No less than his floating character tracking-shots and quick-cut flurries of talking heads, Lee has turned gender troubles into another element of his signature style. In He Got Game, the director makes creative use of his inability (or is it his unwillingness?) to develop complex women characters, conveniently situating Jesus's murdered mother (Lonette McKee) in the flashback past, where she becomes the remote martyr of her son's memory. Jesus's girlfriend Lala (Rosario Dawson) fares better, if only because her calculated opportunism comes with a few sound reasons. As for white women, let's just say that Lee's been working on his offensive game plan. From the forlorn hooker with a heart of gold (Milla Jovovich) to the "white college bitches" who "travel in packs" and wash players' dirty drawers on command, not to mention the big-breasted bunny-demons whom recruiters offer as Jesus's last temptation, it's all about booty. Conversely, as one player explains that "the sistas make you work too hard," black women are shown as disapproving or difficult--that is, when they're shown at all.
With Moms out of the melee, Lee fixates on Father, following a trend he developed most clearly in Malcolm X and Get On the Bus. Indeed, Lee creates a patrilineal mythology: Jake Shuttlesworth (Washington) experiences symbolic labor pains after being ordered by the prison warden to "deliver" his son to the governor. So, while He Got Game exposes the corrupt hustle surrounding basketball, it revolves around the one-on-one father-son feud, epitomized by two dramatic court scenes wherein father and son face off. In turn, Jake and Jesus symbolize the two populations in which black men are most often represented in the media: the prison yard and the basketball court. Clearly, the convicted father is talking less about basketball than black men in general when he says, "You can't stop him, you can only hope to contain him."

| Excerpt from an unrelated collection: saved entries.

//! # validus
//!
//! A strict, deterministic schema-and-validation engine.
//!
//! Schemas are declared with fluent field builders, compiled once into
//! executable validators, and cached by structural identity. Validation
//! runs are deterministic: the same schema and data always produce the
//! same output payload and the same ordered error list.
//!
//! Expected validation failures are data, never `Err`: the engine's
//! entry points return a [`executor::ValidationResult`] carrying either
//! the transformed payload or structured error details. Only
//! schema-authoring mistakes (bad patterns, empty enums, malformed rule
//! conditions) surface as [`compiler::CompileError`].
//!
//! ```
//! use serde_json::json;
//! use validus::executor::ValidationEngine;
//! use validus::field;
//! use validus::schema::Schema;
//!
//! let schema = Schema::builder()
//!     .input_field("city", field::string().min_length(1).required().build())
//!     .input_field(
//!         "units",
//!         field::enumeration()
//!             .values(["metric", "imperial"])
//!             .default_value(json!("metric"))
//!             .build(),
//!     )
//!     .build()?;
//!
//! let engine = ValidationEngine::new();
//! let result = engine.validate_input(&schema, &json!({"city": "Oslo"}))?;
//! assert!(result.success);
//! assert_eq!(result.data, Some(json!({"city": "Oslo", "units": "metric"})));
//! # Ok::<(), validus::compiler::CompileError>(())
//! ```

pub mod cache;
pub mod compiler;
pub mod describe;
pub mod executor;
pub mod field;
pub mod observability;
pub mod rules;
pub mod schema;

Militant masculinity aside, Lee seems to have traded Malcolm X's frankly oppositional politics for a quieter form of subversion. Most strikingly, the soundtrack pairs populist composer Aaron Copland's cultural nationalism with that of Public Enemy--coupling the Americana of Copland's "Our Town" with PE's "Politics of the Sneaker Pimps." Whether staking claim to an omni-American cultural tradition represents creative resistance or patriotic sell-out still depends on your perspective, of course. But, by combining the local focus of the "city symphony" tradition with his film's epic scope, Lee is surely commenting on American identity. No wonder the opening panorama sweeps across the nation's courts from cornfields to Cabrini Green, passing Coca-Cola billboards and satellite dishes along the way. Wherever you find it, this game is a product--and vice versa.
Lee's uneasy relationship to mass culture certainly isn't limited to his work in the studio system: As a longtime Nike auteur and budding ad exec (his Spike-DDB agency on Madison Avenue represents Anheuser-Busch, McDonald's, and Soft-Sheen), he's certainly been playing the game. But is it irony or product placement when Jake spends his last $150 on the newest Air Jordans? How does Lee reconcile his entrepreneurial pursuits with Public Enemy's rage against the machine and its "sneaker pimps"? And how critical can the filmmaker be if, as a season ticket-holding Knicks fan in the B-ball battle royal, he's got the best seat in the house?